▶ **YOUR TASK**: Each line of the listing that contains "Some" should be found and copied.

_ _ _

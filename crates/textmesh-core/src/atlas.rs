//! Atlas packing: every unique glyph into one square image
//!
//! Shelf packing over descending heights. The canvas starts at the
//! smallest power of two that fits the largest single glyph, rows fill
//! left to right, and a glyph that would overflow the canvas height
//! doubles the canvas and repacks everything from scratch. Packing is
//! never resumed from partial state; a restart at the larger size is
//! cheap and keeps the layout a pure function of the input order.

use crate::error::{CollabError, Result};
use crate::types::{AtlasImage, UvRect};

/// Fixed padding margin baked into every glyph window, in pixels per
/// side. Trimmed back off when the normalized UVs are computed.
pub const GLYPH_PADDING: u32 = 2;

/// One rasterized glyph: a fixed-size RGBA tile from the raster tool
/// plus the padded window of it that actually holds the glyph.
///
/// Window coordinates are inclusive-min, exclusive-max, and already
/// include [`GLYPH_PADDING`] on all four sides.
#[derive(Debug, Clone)]
pub struct GlyphBitmap {
    /// `tile_size * tile_size * 4` bytes, row-major RGBA, y-up.
    pub tile: Vec<u8>,
    pub tile_size: u32,
    pub x0: i32,
    pub y0: i32,
    pub x1: i32,
    pub y1: i32,
}

impl GlyphBitmap {
    pub fn width(&self) -> u32 {
        (self.x1 - self.x0) as u32
    }

    pub fn height(&self) -> u32 {
        (self.y1 - self.y0) as u32
    }

    fn validate(&self) -> Result<()> {
        let tile = self.tile_size as i32;
        if self.x0 < 0
            || self.y0 < 0
            || self.x1 > tile
            || self.y1 > tile
            || self.x1 < self.x0
            || self.y1 < self.y0
        {
            return Err(CollabError::Raster(format!(
                "glyph window ({},{})..({},{}) outside {}px raster tile",
                self.x0, self.y0, self.x1, self.y1, self.tile_size
            ))
            .into());
        }
        let expected = (self.tile_size * self.tile_size * 4) as usize;
        if self.tile.len() != expected {
            return Err(CollabError::Raster(format!(
                "raster tile is {} bytes, expected {}",
                self.tile.len(),
                expected
            ))
            .into());
        }
        Ok(())
    }
}

/// Result of rectangle packing: a pixel position per input glyph, in
/// input order, plus the square canvas side that was reached.
#[derive(Debug, Clone, PartialEq, Eq)]
pub struct Packing {
    pub positions: Vec<(u32, u32)>,
    pub size: u32,
}

/// Shelf-pack the given `(width, height)` rectangles.
pub fn pack(sizes: &[(u32, u32)]) -> Packing {
    let mut order: Vec<usize> = (0..sizes.len()).collect();
    order.sort_by(|&a, &b| sizes[b].1.cmp(&sizes[a].1));

    let max_dim = sizes.iter().map(|&(w, h)| w.max(h)).max().unwrap_or(0);
    let mut size = 1;
    while size < max_dim {
        size *= 2;
    }

    loop {
        if let Some(positions) = try_pack(sizes, &order, size) {
            return Packing { positions, size };
        }
        size *= 2;
        log::debug!("atlas overflow, retrying at {size}px");
    }
}

fn try_pack(sizes: &[(u32, u32)], order: &[usize], size: u32) -> Option<Vec<(u32, u32)>> {
    let mut positions = vec![(0, 0); sizes.len()];
    let mut cur_x = 0;
    let mut cur_y = 0;
    let mut shelf_height = 0;

    for &idx in order {
        let (w, h) = sizes[idx];
        if cur_x + w > size {
            cur_x = 0;
            cur_y += shelf_height;
            shelf_height = 0;
        }
        if cur_y + h > size {
            return None;
        }
        positions[idx] = (cur_x, cur_y);
        cur_x += w;
        shelf_height = shelf_height.max(h);
    }

    Some(positions)
}

/// Pack and blit every glyph bitmap into one atlas, returning the image
/// and the padding-trimmed UV rectangle per glyph, in input order.
///
/// Input order must be the registry's sorted order so identical glyph
/// sets always bake identical atlases.
pub fn bake(bitmaps: &[GlyphBitmap]) -> Result<(AtlasImage, Vec<UvRect>)> {
    for bitmap in bitmaps {
        bitmap.validate()?;
    }

    let sizes: Vec<(u32, u32)> = bitmaps.iter().map(|b| (b.width(), b.height())).collect();
    let Packing { positions, size } = pack(&sizes);

    let mut pixels = vec![0u8; (size * size * 4) as usize];
    let mut uvs = Vec::with_capacity(bitmaps.len());
    let pad = GLYPH_PADDING as f32;
    let scale = size as f32;

    for (bitmap, &(base_x, base_y)) in bitmaps.iter().zip(&positions) {
        let row_bytes = (bitmap.width() * 4) as usize;

        // The raster tile is y-up; the atlas is y-down. Copy rows from
        // the top of the window downward.
        let mut out_y = base_y;
        for y in (bitmap.y0..bitmap.y1).rev() {
            let src = ((y as u32 * bitmap.tile_size + bitmap.x0 as u32) * 4) as usize;
            let dst = ((out_y * size + base_x) * 4) as usize;
            pixels[dst..dst + row_bytes].copy_from_slice(&bitmap.tile[src..src + row_bytes]);
            out_y += 1;
        }

        uvs.push(UvRect {
            u0: (base_x + GLYPH_PADDING) as f32 / scale,
            v0: (base_y + GLYPH_PADDING) as f32 / scale,
            u1: (base_x + bitmap.width() - GLYPH_PADDING) as f32 / scale,
            v1: (base_y + bitmap.height() - GLYPH_PADDING) as f32 / scale,
        });
    }

    Ok((AtlasImage { size, pixels }, uvs))
}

_ _ _

▶ **TASK RESPONSE**:
        if let Some(positions) = try_pack(sizes, &order, size) {
    Some(positions)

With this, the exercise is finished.